Microsoft releases a new real-time hardware architecture, dubbed “Brainwave”. It is a deep learning acceleration system that achieves a big leap forward in performance as well as flexibility. With rapidly increasing deep learning application like image style transfer, voice synthesis, handwriting generation, automatic game playing, etc., Brainwave would serve as a bonus for AI based services.
The real time AI means that the hardware handles and processes requests the moment it receives them, with very low latency. It would benefit cloud infrastructures process live data streams that includes videos, search queries or interaction with users.
Three Main Components of Brainwave
- A distributed system architecture that improves resource utilization while keeping latencies ultra low.
- A DNN processor synthesized on 14nm class Altera FPGAs.
- A compiler and runtime environment for better deployment of trained neural network models.
Brainwave takes advantage of big FPGA (Field Programmable Gate Arrays) that Microsoft has been working on for over the past few years. The architecture reduces latency time and allows high throughput.
Brainwave uses “soft” DNN Processing Unit (DPU), synthesized onto FPGAs. Its design includes ASIC (Application-specific integrated circuit) digital signal processing blocks and synthesizable logic that provide more optimized functional units.
Brainwave has a program stack developed to support different deep learning frameworks. For now, it supports Google’s Tensorflow and of course, Microsoft Cognitive Toolkit, and plan to support more in the future.
The system is designed for real time AI. It can hand memory intensive complex models like LSTMs (which is a recurrent neural network) without using batching to juice throughput.
On early Stratix 10 silicon, Brainwave ran a big GRU model with no batching and got far superior results. It used custom 8-bit floating point format (built by Microsoft itself) that doesn’t suffer accuracy losses on different models.

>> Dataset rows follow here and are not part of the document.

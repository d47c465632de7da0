//! Purchase transaction aggregate implementation.

use std::collections::HashSet;

use chrono::{NaiveDate, Utc};

use crate::error::ValidationError;
use crate::store::Store;

use super::{LineItem, LineItemId, Price, PurchaseTransactionId, PurchaseTransactionStripped, StoreId};

/// Purchase transaction aggregate root.
///
/// Owns an ordered list of line items, an optional reference to the store the
/// purchase was made at, and the purchase date. All changes go through the
/// methods below, which keep line item ids unique.
#[derive(Debug, Clone, PartialEq, Eq)]
pub struct PurchaseTransaction {
    /// Assigned at construction, never changes.
    id: PurchaseTransactionId,

    purchase_date: NaiveDate,

    /// Reference only; stores are not owned by the transaction.
    store_id: Option<StoreId>,

    /// In insertion order. Ids are unique.
    line_items: Vec<LineItem>,
}

impl PurchaseTransaction {
    /// Creates a new, empty transaction dated today (UTC).
    pub fn create() -> Self {
        Self {
            id: PurchaseTransactionId::new(),
            purchase_date: Utc::now().date_naive(),
            store_id: None,
            line_items: Vec::new(),
        }
    }

    /// Restores a persisted transaction.
    ///
    /// Intended for storage adapters. Fails if two line items share an id.
    pub fn rehydrate(
        id: PurchaseTransactionId,
        purchase_date: NaiveDate,
        store_id: Option<StoreId>,
        line_items: Vec<LineItem>,
    ) -> Result<Self, ValidationError> {
        let mut seen = HashSet::with_capacity(line_items.len());
        if let Some(duplicate) = line_items.iter().find(|item| !seen.insert(item.id())) {
            return Err(ValidationError::DuplicateLineItem(duplicate.id()));
        }

        Ok(Self {
            id,
            purchase_date,
            store_id,
            line_items,
        })
    }
}

// Query methods
impl PurchaseTransaction {
    pub fn id(&self) -> PurchaseTransactionId {
        self.id
    }

    pub fn purchase_date(&self) -> NaiveDate {
        self.purchase_date
    }

    pub fn store_id(&self) -> Option<StoreId> {
        self.store_id
    }

    /// Returns the line items in insertion order.
    pub fn line_items(&self) -> &[LineItem] {
        &self.line_items
    }

    /// Returns a line item by id.
    pub fn line_item(&self, id: LineItemId) -> Option<&LineItem> {
        self.line_items.iter().find(|item| item.id() == id)
    }

    pub fn line_item_count(&self) -> usize {
        self.line_items.len()
    }

    /// Returns the sum of all line item prices.
    pub fn total_price(&self) -> Price {
        self.line_items
            .iter()
            .fold(Price::zero(), |total, item| total.saturating_add(item.price()))
    }

    /// Checks the rules a transaction must satisfy before it is first persisted.
    pub fn validate_for_creation(&self) -> Result<(), ValidationError> {
        if self.line_items.is_empty() {
            return Err(ValidationError::NoLineItems);
        }
        Ok(())
    }

    /// Builds the list projection of this transaction.
    pub fn stripped(&self, store_name: Option<String>) -> PurchaseTransactionStripped {
        PurchaseTransactionStripped {
            id: self.id,
            purchase_date: self.purchase_date,
            store_id: self.store_id,
            store_name,
            line_item_count: self.line_items.len(),
            total_price: self.total_price(),
        }
    }
}

// Mutation methods
impl PurchaseTransaction {
    /// Points the transaction at another store.
    ///
    /// Taking a [`Store`] rather than a bare id means the caller has already
    /// resolved it through the repository.
    pub fn change_store(&mut self, store: &Store) {
        self.store_id = Some(store.id());
    }

    /// Inserts the line item, or replaces the one with the same id in place.
    pub fn change_line_item(&mut self, line_item: LineItem) {
        match self
            .line_items
            .iter_mut()
            .find(|existing| existing.id() == line_item.id())
        {
            Some(existing) => *existing = line_item,
            None => self.line_items.push(line_item),
        }
    }

    /// Replaces the purchase date. Future dates are accepted.
    pub fn set_purchase_date(&mut self, purchase_date: NaiveDate) {
        self.purchase_date = purchase_date;
    }
}
//! Purchase transaction endpoints.

use std::sync::Arc;

use axum::Json;
use axum::extract::{Path, State};
use axum::http::StatusCode;
use chrono::NaiveDate;
use domain::{
    CreatePurchaseTransaction, LineItem, LineItemBuilder, LineItemId, Price, PurchaseTransaction,
    PurchaseTransactionId, PurchaseTransactionStripped, SetPurchaseTransactionDate,
    SetPurchaseTransactionLineItem, SetPurchaseTransactionStore, StoreId, UnitOfWork,
};
use serde::{Deserialize, Serialize};

use super::{AppState, parse_id};
use crate::error::ApiError;

// -- Request types --

#[derive(Deserialize)]
pub struct CreatePurchaseTransactionRequest {
    /// Defaults to today (UTC).
    pub purchase_date: Option<NaiveDate>,
    pub store_id: Option<String>,
    pub line_items: Vec<LineItemRequest>,
}

#[derive(Deserialize)]
pub struct LineItemRequest {
    pub price_cents: i64,
}

#[derive(Deserialize)]
pub struct SetPurchaseDateRequest {
    pub id: String,
    pub purchase_date: NaiveDate,
}

#[derive(Deserialize)]
pub struct SetStoreRequest {
    pub id: String,
    pub store_id: String,
}

#[derive(Deserialize)]
pub struct SetLineItemRequest {
    pub id: String,
    /// Omit to add a new line item.
    pub line_item_id: Option<String>,
    pub price_cents: i64,
}

// -- Response types --

#[derive(Serialize)]
pub struct CreatedResponse {
    pub id: String,
}

#[derive(Serialize)]
pub struct LineItemWrittenResponse {
    pub line_item_id: String,
}

#[derive(Serialize)]
pub struct PurchaseTransactionResponse {
    pub id: String,
    pub purchase_date: NaiveDate,
    pub store_id: Option<String>,
    pub line_items: Vec<LineItemResponse>,
    pub total_cents: i64,
}

#[derive(Serialize)]
pub struct LineItemResponse {
    pub id: String,
    pub price_cents: i64,
    pub price: String,
}

#[derive(Serialize)]
pub struct PurchaseTransactionSummaryResponse {
    pub id: String,
    pub purchase_date: NaiveDate,
    pub store_id: Option<String>,
    pub store_name: Option<String>,
    pub line_item_count: usize,
    pub total_cents: i64,
}

impl From<&LineItem> for LineItemResponse {
    fn from(item: &LineItem) -> Self {
        Self {
            id: item.id().to_string(),
            price_cents: item.price().cents(),
            price: item.price().to_string(),
        }
    }
}

impl From<PurchaseTransaction> for PurchaseTransactionResponse {
    fn from(transaction: PurchaseTransaction) -> Self {
        Self {
            id: transaction.id().to_string(),
            purchase_date: transaction.purchase_date(),
            store_id: transaction.store_id().map(|id| id.to_string()),
            line_items: transaction.line_items().iter().map(Into::into).collect(),
            total_cents: transaction.total_price().cents(),
        }
    }
}

impl From<PurchaseTransactionStripped> for PurchaseTransactionSummaryResponse {
    fn from(stripped: PurchaseTransactionStripped) -> Self {
        Self {
            id: stripped.id.to_string(),
            purchase_date: stripped.purchase_date,
            store_id: stripped.store_id.map(|id| id.to_string()),
            store_name: stripped.store_name,
            line_item_count: stripped.line_item_count,
            total_cents: stripped.total_price.cents(),
        }
    }
}

// -- Handlers --

/// POST /api/purchase-transactions: create a transaction with its line items.
#[tracing::instrument(skip(state, req))]
pub async fn create<U: UnitOfWork + 'static>(
    State(state): State<Arc<AppState<U>>>,
    Json(req): Json<CreatePurchaseTransactionRequest>,
) -> Result<(StatusCode, Json<CreatedResponse>), ApiError> {
    let store_id = req
        .store_id
        .as_deref()
        .map(|raw| parse_id::<StoreId>("store_id", raw))
        .transpose()?;

    let mut transaction = PurchaseTransaction::create();
    if let Some(purchase_date) = req.purchase_date {
        transaction.set_purchase_date(purchase_date);
    }
    for item in &req.line_items {
        let price = Price::from_cents(item.price_cents)?;
        transaction.change_line_item(LineItemBuilder::line_item(price).build()?);
    }

    let mut cmd = CreatePurchaseTransaction::new(transaction);
    if let Some(store_id) = store_id {
        cmd = cmd.at_store(store_id);
    }
    let id = state.service.create(cmd).await?;

    Ok((
        StatusCode::CREATED,
        Json(CreatedResponse { id: id.to_string() }),
    ))
}

/// GET /api/purchase-transactions: list every transaction without line items.
#[tracing::instrument(skip(state))]
pub async fn list<U: UnitOfWork + 'static>(
    State(state): State<Arc<AppState<U>>>,
) -> Result<Json<Vec<PurchaseTransactionSummaryResponse>>, ApiError> {
    let all = state.service.get_all_purchase_transactions().await?;
    Ok(Json(all.into_iter().map(Into::into).collect()))
}

/// GET /api/purchase-transactions/{id}: load one transaction with its line items.
#[tracing::instrument(skip(state))]
pub async fn get<U: UnitOfWork + 'static>(
    State(state): State<Arc<AppState<U>>>,
    Path(id): Path<String>,
) -> Result<Json<PurchaseTransactionResponse>, ApiError> {
    let id: PurchaseTransactionId = parse_id("id", &id)?;
    let transaction = state.service.get_detailed_purchase_transaction(id).await?;
    Ok(Json(transaction.into()))
}

/// PUT /api/purchase-transactions/purchase-date
#[tracing::instrument(skip(state, req))]
pub async fn set_purchase_date<U: UnitOfWork + 'static>(
    State(state): State<Arc<AppState<U>>>,
    Json(req): Json<SetPurchaseDateRequest>,
) -> Result<StatusCode, ApiError> {
    let id = parse_id("id", &req.id)?;
    state
        .service
        .set_purchase_date(SetPurchaseTransactionDate::new(id, req.purchase_date))
        .await?;
    Ok(StatusCode::NO_CONTENT)
}

/// PUT /api/purchase-transactions/store
#[tracing::instrument(skip(state, req))]
pub async fn set_store<U: UnitOfWork + 'static>(
    State(state): State<Arc<AppState<U>>>,
    Json(req): Json<SetStoreRequest>,
) -> Result<StatusCode, ApiError> {
    let id = parse_id("id", &req.id)?;
    let store_id = parse_id("store_id", &req.store_id)?;
    state
        .service
        .set_store(SetPurchaseTransactionStore::new(id, store_id))
        .await?;
    Ok(StatusCode::NO_CONTENT)
}

/// PUT /api/purchase-transactions/line-item: add or re-price one line item.
#[tracing::instrument(skip(state, req))]
pub async fn set_line_item<U: UnitOfWork + 'static>(
    State(state): State<Arc<AppState<U>>>,
    Json(req): Json<SetLineItemRequest>,
) -> Result<Json<LineItemWrittenResponse>, ApiError> {
    let id = parse_id("id", &req.id)?;
    let price = Price::from_cents(req.price_cents)?;

    let cmd = match req.line_item_id.as_deref() {
        Some(raw) => {
            let line_item_id: LineItemId = parse_id("line_item_id", raw)?;
            SetPurchaseTransactionLineItem::reprice(id, line_item_id, price)
        }
        None => SetPurchaseTransactionLineItem::add(id, price),
    };
    let line_item_id = state.service.set_line_item(cmd).await?;

    Ok(Json(LineItemWrittenResponse {
        line_item_id: line_item_id.to_string(),
    }))
}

Stratix 10 with 39.5 Teraflops executed each request within one millisecond. At this performance level, Brainwave supports execution of more than 130,000 operations per cycle (with one macro instruction per 10 cycles). Thus it achieves exceptional levels of demonstrated real time artificial intelligence performance on complex and highly challenging models.
Other Similar System
At Hot Chips conference 2017, Baidu announced a new architecture “XPU” that combines GPU, CPU and FPGA on a Xilinx platform. According to the company, it will be a lot easier to program than conventional low-level methodologies programmers use today for FPGAs. For this, Amazon Web Services reported their progress on F1 acceleration platform that supports 8 node Xilinx EC2 instance.
Google has also developed its own machine learning platform called Tensor Processing Unit. It delivered 30 times higher performance than contemporary GPUs and CPUs. They are commercializing the second generation TPU hardware as a cloud service. However, Microsoft has an edge over its rivals as the Azure already has a good user base.
As researchers continue to develop and tune the architecture for over the next few months, further significant performance improvement is expected.
Microsoft is currently working to bring this real time AI to Azure users, and other services like Bing. The company will soon announce when Azure customers will be able to run their complex deep learning models at higher performance.